KATSUHITO NISHIKAWA
Aqua
2001
5 sculptures en béton blanc d’environ 50 cm de haut, 90 cm de diamètre et de 300 kg
posées à l’emplacement des anciens bassins du parc de Wesserling (vallée de Thann, Haut-Rhin)

Le travail artistique de Katsuhito Nishikawa, certes polymorphe, instaure toujours un rapport direct voire affectif à la nature. Ici, ces sculptures sont disséminées à travers le parc du château de Wesserling et s’immiscent au coeur des anciennes réalisations paysagères, en invitant le spectateur à la promenade. L’artiste compose, comme en musique, un thème et variations. Une sculpture identique en forme de tore, telle une matrice reproductible à l’infini, est liée au thème central Aqua c’est-à-dire “eau” et se retrouve mise en scène au sein du parc.

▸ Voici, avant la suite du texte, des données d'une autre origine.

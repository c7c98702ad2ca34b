//! HTTP server setup and configuration.
//!
//! # Responsibilities
//! - Create Axum Router with all handlers
//! - Wire up middleware (tracing, timeout, transaction scope, admin key)
//! - Own the call monitor and start its sweeper
//! - Apply hot-reloaded tracking settings
//! - Serve until the shutdown signal, then stop background tasks

use axum::{middleware::from_fn_with_state, routing::get, Router};
use std::future::Future;
use std::sync::Arc;
use std::time::Duration;
use tokio::net::TcpListener;
use tokio::sync::{broadcast, mpsc};
use tower::ServiceBuilder;
use tower_http::{timeout::TimeoutLayer, trace::TraceLayer};

use crate::backend::{AttributeSink, TaskLocalBackend};
use crate::config::TrackerConfig;
use crate::http::handlers;
use crate::http::middleware::{
    admin_auth_middleware, transaction_middleware, AdminAuth, TransactionState,
};
use crate::lifecycle::Shutdown;
use crate::tracker::{ExternalCallMonitor, TrackedClient, TrackerError, TrackingSettings};

type ServeResult = Result<(), Box<dyn std::error::Error + Send + Sync>>;

/// Application state injected into handlers.
#[derive(Clone)]
pub struct AppState {
    pub monitor: Arc<ExternalCallMonitor>,
    pub client: TrackedClient,
}

/// HTTP server whose handlers make tracked outbound calls.
pub struct AppServer {
    router: Router,
    config: TrackerConfig,
    monitor: Arc<ExternalCallMonitor>,
}

impl AppServer {
    /// Build the server. Fails if the outbound HTTP client cannot be built.
    pub fn new(config: TrackerConfig, sink: Arc<dyn AttributeSink>) -> Result<Self, TrackerError> {
        let monitor = Arc::new(ExternalCallMonitor::new(
            Arc::new(TaskLocalBackend),
            sink.clone(),
            TrackingSettings::from_config(&config.tracking),
        ));
        let client = TrackedClient::new(&config.client, monitor.tracker().clone())?;

        let state = AppState {
            monitor: monitor.clone(),
            client,
        };
        let router = Self::build_router(&config, state, sink);

        Ok(Self {
            router,
            config,
            monitor,
        })
    }

    /// Build the Axum router with all middleware layers.
    #[allow(deprecated)]
    fn build_router(
        config: &TrackerConfig,
        state: AppState,
        sink: Arc<dyn AttributeSink>,
    ) -> Router {
        let tracked = Router::new()
            .route("/fetch", get(handlers::fetch))
            .layer(from_fn_with_state(TransactionState { sink }, transaction_middleware));

        let mut router = Router::new()
            .merge(tracked)
            .route("/health", get(handlers::health));

        if config.admin.enabled {
            let admin = Router::new()
                .route(
                    "/admin/transactions",
                    get(handlers::get_transactions).delete(handlers::clear_transactions),
                )
                .layer(from_fn_with_state(
                    AdminAuth::new(&config.admin.api_key),
                    admin_auth_middleware,
                ));
            router = router.merge(admin);
        }

        let timeout = Duration::from_secs(config.server.request_timeout_secs);
        router.with_state(state).layer(
            ServiceBuilder::new()
                .layer(TraceLayer::new_for_http())
                .layer(TimeoutLayer::new(timeout)),
        )
    }

    pub fn monitor(&self) -> &Arc<ExternalCallMonitor> {
        &self.monitor
    }

    pub fn config(&self) -> &TrackerConfig {
        &self.config
    }

    /// The router, for driving requests without a socket.
    pub fn router(&self) -> Router {
        self.router.clone()
    }

    /// Serve on `listener` until `shutdown` fires.
    ///
    /// Shutdown subscriptions are taken when `run` is called, so a trigger
    /// that lands before the returned future is polled still stops it.
    /// Tracking settings from `config_updates` are applied as they arrive.
    pub fn run(
        self,
        listener: TcpListener,
        config_updates: mpsc::UnboundedReceiver<TrackerConfig>,
        shutdown: Shutdown,
    ) -> impl Future<Output = ServeResult> + Send {
        let drain = shutdown.wait();
        let sweeper_stop = shutdown.subscribe();
        let reload_stop = shutdown.subscribe();

        async move {
            let addr = listener.local_addr()?;
            tracing::info!(address = %addr, "HTTP server starting");

            self.monitor.start_sweeper(sweeper_stop)?;
            tokio::spawn(apply_config_updates(
                self.monitor.clone(),
                config_updates,
                reload_stop,
            ));

            axum::serve(listener, self.router)
                .with_graceful_shutdown(drain)
                .await?;

            self.monitor.stop_sweeper().await;
            tracing::info!("HTTP server stopped");
            ServeResult::Ok(())
        }
    }
}

async fn apply_config_updates(
    monitor: Arc<ExternalCallMonitor>,
    mut updates: mpsc::UnboundedReceiver<TrackerConfig>,
    mut stop: broadcast::Receiver<()>,
) {
    loop {
        tokio::select! {
            update = updates.recv() => match update {
                Some(config) => {
                    let settings = TrackingSettings::from_config(&config.tracking);
                    monitor.tracker().apply_settings(settings);
                }
                None => break,
            },
            _ = stop.recv() => break,
        }
    }
}
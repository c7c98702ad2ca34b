//! Attribute sink implementations.

use dashmap::DashMap;
use std::sync::Arc;

use crate::backend::types::{Attributes, TelemetryResult, TransactionId};
use crate::backend::AttributeSink;

/// Emits attributes as structured log events.
#[derive(Debug, Clone, Copy, Default)]
pub struct LogSink;

impl AttributeSink for LogSink {
    fn add_attributes(
        &self,
        transaction: &TransactionId,
        attributes: &Attributes,
    ) -> TelemetryResult<()> {
        for (key, value) in attributes {
            tracing::info!(
                target: "call_tracker::attributes",
                transaction = %transaction,
                key = %key,
                value = %value,
                "Transaction attribute"
            );
        }
        Ok(())
    }
}

/// Keeps the latest value of each attribute per transaction in memory.
///
/// Later writes to the same key overwrite earlier ones, matching how the
/// backend treats rollups.
#[derive(Debug, Clone, Default)]
pub struct MemorySink {
    inner: Arc<DashMap<TransactionId, Attributes>>,
}

impl MemorySink {
    pub fn new() -> Self {
        Self::default()
    }

    /// Snapshot of everything recorded for `transaction`.
    pub fn attributes(&self, transaction: &TransactionId) -> Attributes {
        self.inner
            .get(transaction)
            .map(|r| r.value().clone())
            .unwrap_or_default()
    }

    /// Number of transactions with at least one attribute.
    pub fn transaction_count(&self) -> usize {
        self.inner.len()
    }

    pub fn clear(&self) {
        self.inner.clear();
    }
}

impl AttributeSink for MemorySink {
    fn add_attributes(
        &self,
        transaction: &TransactionId,
        attributes: &Attributes,
    ) -> TelemetryResult<()> {
        let mut entry = self.inner.entry(transaction.clone()).or_default();
        for (key, value) in attributes {
            entry.insert(key.clone(), value.clone());
        }
        Ok(())
    }
}
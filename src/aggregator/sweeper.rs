//! Periodic eviction of idle transaction buckets.

use std::sync::Arc;
use std::time::Duration;
use tokio::sync::{broadcast, oneshot};
use tokio::task::JoinHandle;
use tokio::time;

use crate::aggregator::store::{AggregatorStore, BUCKET_TTL};
use crate::observability::metrics;

/// Time between sweeps. Equal to the TTL, so an idle bucket lives between one
/// and two intervals.
pub const SWEEP_INTERVAL: Duration = BUCKET_TTL;

/// Walks the store on a fixed interval and deletes idle buckets.
pub struct Sweeper {
    store: Arc<AggregatorStore>,
    interval: Duration,
}

impl Sweeper {
    pub fn new(store: Arc<AggregatorStore>) -> Self {
        Self {
            store,
            interval: SWEEP_INTERVAL,
        }
    }

    /// Override the tick interval. The TTL itself is fixed.
    pub fn with_interval(mut self, interval: Duration) -> Self {
        self.interval = interval;
        self
    }

    /// Run a single sweep. Returns the number of evicted buckets.
    pub fn sweep(&self) -> usize {
        let evicted = self.store.evict_stale();
        let remaining = self.store.len();
        if evicted > 0 {
            tracing::debug!(evicted, remaining, "Evicted idle transaction buckets");
        }
        metrics::record_evictions(evicted);
        metrics::record_active_buckets(remaining);
        evicted
    }

    /// Spawn the sweep loop on the current runtime.
    ///
    /// The loop ends on [`SweeperHandle::stop`] or when `shutdown` fires.
    pub fn spawn(self, shutdown: broadcast::Receiver<()>) -> SweeperHandle {
        let (stop_tx, stop_rx) = oneshot::channel();
        let task = tokio::spawn(self.run(stop_rx, shutdown));
        SweeperHandle {
            stop_tx: Some(stop_tx),
            task,
        }
    }

    async fn run(self, mut stop: oneshot::Receiver<()>, mut shutdown: broadcast::Receiver<()>) {
        tracing::info!(
            interval_secs = self.interval.as_secs(),
            ttl_secs = self.store.ttl().as_secs(),
            "Bucket sweeper starting"
        );

        let mut ticker = time::interval_at(time::Instant::now() + self.interval, self.interval);
        ticker.set_missed_tick_behavior(time::MissedTickBehavior::Delay);

        loop {
            tokio::select! {
                _ = ticker.tick() => {
                    self.sweep();
                }
                _ = &mut stop => {
                    tracing::info!("Bucket sweeper stopped");
                    break;
                }
                _ = shutdown.recv() => {
                    tracing::info!("Bucket sweeper received shutdown signal, exiting loop");
                    break;
                }
            }
        }
    }
}

/// Cancel handle for a running [`Sweeper`].
pub struct SweeperHandle {
    stop_tx: Option<oneshot::Sender<()>>,
    task: JoinHandle<()>,
}

impl SweeperHandle {
    /// Stop the loop and wait for it to exit.
    pub async fn stop(mut self) {
        if let Some(tx) = self.stop_tx.take() {
            let _ = tx.send(());
        }
        if let Err(e) = (&mut self.task).await {
            tracing::warn!(error = %e, "Bucket sweeper task ended abnormally");
        }
    }

    pub fn is_finished(&self) -> bool {
        self.task.is_finished()
    }
}

impl Drop for SweeperHandle {
    fn drop(&mut self) {
        if self.stop_tx.is_some() {
            self.task.abort();
        }
    }
}
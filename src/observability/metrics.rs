//! Metrics collection and exposition.
//!
//! # Metrics
//! - `tracker_external_calls_total` (counter): tracked calls by method, success
//! - `tracker_external_call_duration_seconds` (histogram): call latency
//! - `tracker_flushed_records_total` (counter): records handed to the sink
//! - `tracker_telemetry_errors_total` (counter): swallowed errors by kind
//! - `tracker_buckets_evicted_total` (counter): buckets removed by the sweeper
//! - `tracker_active_buckets` (gauge): live buckets after the last sweep
//!
//! Without an installed recorder every call here is a no-op.

use metrics_exporter_prometheus::PrometheusBuilder;
use std::net::SocketAddr;

/// Install the Prometheus recorder with an HTTP scrape listener.
pub fn init_metrics(addr: SocketAddr) -> Result<(), Box<dyn std::error::Error>> {
    PrometheusBuilder::new().with_http_listener(addr).install()?;
    tracing::info!(address = %addr, "Prometheus metrics endpoint listening");
    Ok(())
}

pub fn record_external_call(method: &str, success: bool, duration_ms: u64) {
    metrics::counter!(
        "tracker_external_calls_total",
        "method" => method.to_string(),
        "success" => success.to_string()
    )
    .increment(1);
    metrics::histogram!("tracker_external_call_duration_seconds")
        .record(duration_ms as f64 / 1000.0);
}

pub fn record_flushed(records: usize) {
    metrics::counter!("tracker_flushed_records_total").increment(records as u64);
}

pub fn record_telemetry_error(kind: &'static str) {
    metrics::counter!("tracker_telemetry_errors_total", "kind" => kind).increment(1);
}

pub fn record_evictions(evicted: usize) {
    if evicted > 0 {
        metrics::counter!("tracker_buckets_evicted_total").increment(evicted as u64);
    }
}

pub fn record_active_buckets(count: usize) {
    metrics::gauge!("tracker_active_buckets").set(count as f64);
}
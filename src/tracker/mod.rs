//! Outbound call tracking.
//!
//! # Data Flow
//! ```text
//! TrackedClient::fetch / CallTracker::track
//!     → backend: current transaction id
//!     → underlying call (awaited; the only suspension point)
//!     → outcome.rs: status / message extracted
//!     → CallRecord → AggregatorStore → FlushPolicy → AttributeSink
//!     → result handed back unchanged
//! ```
//!
//! # State Machine (per call)
//! ```text
//! PENDING → SUCCEEDED | FAILED → RECORDED
//! ```
//!
//! # Design Decisions
//! - Construction errors (`TrackerError`) are loud; telemetry errors are silent
//! - `ExternalCallMonitor` owns the sweeper so embedders control its lifetime

pub mod call;
pub mod client;
pub mod monitor;
pub mod outcome;
pub mod types;

pub use call::CallTracker;
pub use client::{FetchOptions, TrackedClient};
pub use monitor::ExternalCallMonitor;
pub use outcome::{ObservedError, ObservedResponse};
pub use types::{TrackerError, TrackingSettings};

Ces sculptures, dont la matière tranche avec la nature environnante sont traversées de nervures dynamiques tel un tourbillon qui se formerait à la surface de l’eau. Elles sont en béton blanc dont la forme épurée oscille entre ce qui relève directement de la nature et ce qui relève de l’artefact. Car Nishikawa, dans le droit fil de la tradition japonaise de l’art du jardin, joue de ce jeu subtil et délicat entre une nature au développement anarchique et une nature raisonnée présentée en réduction d’échelle. Mais l’univers végétal et minéral regorge aussi de formes géométriques parfaites, le développement d’une fleur ou d’un cristal s’organise souvent selon un schéma mathématique rigoureux. Les sculptures du parc pourraient dès lors constituer des éléments organiques - floraux ou animaux - aux dimensions exceptionnelles mais désormais fossilisés, comme des traces laissées par quelque période glaciaire ou quelque océan d’une ère révolue. Une forme est délicatement posée au centre d’une fontaine asséchée et l’on pense à un coquillage qui semble redonner un soupçon de vie aquatique là où il n’y en a plus : il n’est pire eau qu’une eau qui dort.

L’art de Nishikawa propose ainsi une expérience sensible dont la finalité serait de réconcilier le temps de la déambulation à travers le parc et le temps propre, immémorial, de la nature qui constitue l’environnement originel et le plus immédiat de l’homme.